Last week, UrbanTurf tapped Joel Cohn, the Legislative Director of DC’s Office of the Tenant Advocate, to help answer the question of how much a new owner can increase the rent on a tenant who still lives on a pre-existing month-to-month lease. Cohn’s initial response assumed that the unit was under rent control; a commenter wondered if there were any limitations on units that were not bound by rent control.

We reached out to Cohn again, who gave us this prompt reply:

If the unit is not under rent control, generally speaking, the only limits on the amount and the frequency of rent increases are the terms of the rental agreement itself.

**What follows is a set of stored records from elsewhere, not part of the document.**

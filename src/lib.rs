//! # requisition-form
//!
//! Fill the UNL Physics Dept. purchase requisition spreadsheet from a YAML
//! order file.
//!
//! ## Why this crate?
//!
//! The requisition form is a fixed-layout `.xlsx` with room for ten line
//! items. Typing a long order into it by hand means copying the vendor block
//! onto every extra sheet and numbering the sheets yourself. This crate reads
//! the order once, splits the items ten per sheet, fills a fresh copy of the
//! blank form for each sheet and, if asked, turns each into a PDF.
//!
//! ## Pipeline Overview
//!
//! ```text
//! order.yml
//!  │
//!  ├─ 1. Load      parse YAML into a Requisition
//!  ├─ 2. Resolve   apply the field table; missing required fields abort here
//!  ├─ 3. Paginate  ten items per sheet, file order preserved
//!  ├─ 4. Template  fetch the blank form once per run
//!  ├─ 5. Populate  fresh copy per sheet: items, fields, "Sheet i of n"
//!  ├─ 6. Write     order.xlsx, or order_00.xlsx, order_01.xlsx, …
//!  └─ 7. Export    optional: libreoffice --convert-to pdf, per file, best-effort
//! ```
//!
//! ## Quick Start
//!
//! ```rust,no_run
//! use requisition_form::{fill, FillConfig};
//!
//! fn main() -> Result<(), Box<dyn std::error::Error>> {
//!     let config = FillConfig::builder().export_pdf(true).build()?;
//!     let output = fill("order.yml", &config)?;
//!     for path in output.final_paths() {
//!         println!("{}", path.display());
//!     }
//!     Ok(())
//! }
//! ```
//!
//! ## Order file
//!
//! ```yaml
//! vendor:
//!   name: Thorlabs
//!   city: Newton
//!   state: NJ
//!   zip: "07860"
//! requestor_name: Ann Example
//! requestor_phone: 402-555-0101
//! supervisor_name: Dr. Sample
//! use_for_project: Optics lab refit
//! items:
//!   LA1131: {desc: Plano-convex lens, quantity: 4, unit_price: 25.75}
//!   KM100: {desc: Kinematic mount}
//! ```
//!
//! `requestor_name`, `requestor_phone`, `supervisor_name`, `use_for_project`
//! and `items` are required; see [`layout::MISC_FIELDS`] for every field.
//!
//! ## Feature Flags
//!
//! | Feature | Default | Description |
//! |---------|---------|-------------|
//! | `cli`   | on      | Enables the `yml2xls` binary (clap + anyhow + tracing-subscriber + indicatif) |

// ── Modules ──────────────────────────────────────────────────────────────

pub mod config;
pub mod error;
pub mod fill;
pub mod form;
pub mod layout;
pub mod output;
pub mod pipeline;
pub mod progress;
pub mod record;

// ── Re-exports ───────────────────────────────────────────────────────────

pub use config::{FillConfig, FillConfigBuilder};
pub use error::{ExportError, ReqFormError};
pub use fill::{fill, fill_with_cache, inspect};
pub use form::FormInstance;
pub use output::{FillOutput, FillStats, FormResult, PlannedForm};
pub use progress::{FillProgressCallback, NoopProgressCallback, ProgressCallback};
pub use record::{FieldValue, Item, Items, Requisition, Vendor};
pub use template_fetch::{TemplateCache, TemplateSource};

The D.C. Court of Appeals has indicated that there is an exception to this general rule. Specifically, the landlord cannot use the threat of an exorbitant rent increase to deprive the tenant of the ability to meaningfully exercise a statutory right. The key case in point is the tenant’s right to continue the tenancy on a month-to-month basis following the expiration of the initial lease term. Thus, the landlord may not threaten too exorbitant a rent increase to compel the tenant to sign a renewal lease. How exorbitant is [too exorbitant] is up to the Court.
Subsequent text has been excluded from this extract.